Moon Express recently unveiled the MX-1 spacecraft design at the Autodesk University in Las Vegas.
The Mountain View, California-based company is in the commercial space race, competing for the $40-million-Google Lunar X prize.
The coffee-table sized spacecraft will be powered by solar panels and hydrogen peroxide and can move about the lunar surface. Water on the lunar surface could be a "potential source of rocket fuel on the lunar surface," the company said.
The craft can be launched from a geosynchronous transfer orbit (GTO), where communications satellites orbit. The moon lander has several applications and could be used to clean up space debris.
"The MX1 is the 'iPhone of space'; a platform capable of supporting many apps," he said in a statement on the company's website. Read his blog-post, here.
The craft could also be used to look for rare elements on lunar and other space bodies.

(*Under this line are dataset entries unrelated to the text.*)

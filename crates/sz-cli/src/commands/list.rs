use comfy_table::{ContentArrangement, Table};
use serde_json::json;

use crate::catalog::ENTRIES;

/// Longest description shown in the table.
const DESCRIPTION_WIDTH: usize = 60;

fn shorten(text: &str) -> String {
    if text.is_empty() {
        return "-".to_string();
    }
    if text.chars().count() <= DESCRIPTION_WIDTH {
        return text.to_string();
    }
    let cut: String = text.chars().take(DESCRIPTION_WIDTH - 3).collect();
    format!("{}...", cut.trim_end())
}

pub fn run(as_json: bool) -> Result<(), String> {
    if as_json {
        let entries: Vec<_> = ENTRIES
            .iter()
            .map(|entry| {
                let game = entry.build(None);
                json!({
                    "key": entry.key,
                    "aliases": entry.aliases,
                    "metadata": game.summary(),
                    "roles": game.role_spec(),
                })
            })
            .collect();
        let text = serde_json::to_string_pretty(&entries).map_err(|e| e.to_string())?;
        println!("{text}");
        return Ok(());
    }

    let mut table = Table::new();
    table.set_content_arrangement(ContentArrangement::Dynamic);
    table.set_header(vec!["Key", "Name", "Roles", "Description"]);

    for entry in ENTRIES {
        let game = entry.build(None);
        let roles: Vec<String> = game
            .role_spec()
            .roles()
            .iter()
            .map(|r| r.name.clone())
            .collect();
        table.add_row(vec![
            entry.key.to_string(),
            game.summary().name.clone(),
            roles.join(", "),
            shorten(&game.summary().description),
        ]);
    }

    println!("{table}");
    println!();
    println!("  {} formulations", ENTRIES.len());

    Ok(())
}
use std::path::PathBuf;

use colored::Colorize;
use sz_engine::{EngineConfig, SystemEditor, Terminal};
use tracing::debug;

use crate::catalog;

/// Options for one session, gathered from the command line.
pub struct PlayOptions {
    pub players: Vec<String>,
    pub docs_root: Option<PathBuf>,
    pub editor: Option<String>,
    pub seed: Option<u64>,
    pub skip_instructions: bool,
    pub json: bool,
}

fn unknown(name: &str) -> String {
    match catalog::suggest(name) {
        Some(key) => format!("unknown formulation '{name}' (did you mean '{key}'?)"),
        None => format!("unknown formulation '{name}'; run `sz --list` to see what is available"),
    }
}

pub fn run(name: &str, options: PlayOptions) -> Result<(), String> {
    let entry = catalog::find(name).ok_or_else(|| unknown(name))?;
    let game = entry.build(options.seed);

    let mut config = EngineConfig::from_env()
        .with_editor_override(options.editor)
        .with_players(options.players);
    if let Some(root) = options.docs_root {
        config = config.with_docs_root(root);
    }
    if options.skip_instructions {
        config = config.without_instructions();
    }
    debug!(formulation = entry.key, editor = %config.editor, "starting session");

    let editor = SystemEditor::new(config.editor.clone());
    let outcome = if options.json {
        game.play(&mut Terminal::stdin_to_stderr(), &editor, &config)
    } else {
        game.play(&mut Terminal::stdio(), &editor, &config)
    }
    .map_err(|e| e.to_string())?;

    if options.json {
        let text = serde_json::to_string_pretty(&outcome).map_err(|e| e.to_string())?;
        println!("{text}");
    } else if outcome.goal_reached {
        println!("{}", format!("Solved in {} step(s).", outcome.steps).bold());
    }
    Ok(())
}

"Everything we fight about on Earth, all the resources are available in infinite quantities in space," Bob Richards, co-founder of Moon Express told npr.org. Moon Express said that this is just a start and that it will send several missions to space before beginning any mining.
Check the company's promotional video, below:
Earlier in 2013, Moon Express had collaborated with the International Lunar Observatory Association to launch ILO-X telescope by 2015, the Verge reported.
The Google Lunar XPRIZE will be awarded to a private company that lands on Moon. In order to win the prize, the spacecraft must land on the lunar surface, travel about "500 meters above, below, or on the Lunar surface" and send back two Moon-casts to Earth. To win additional prizes, the company can explore the moon's surface. The competition is on till December 31, 2015.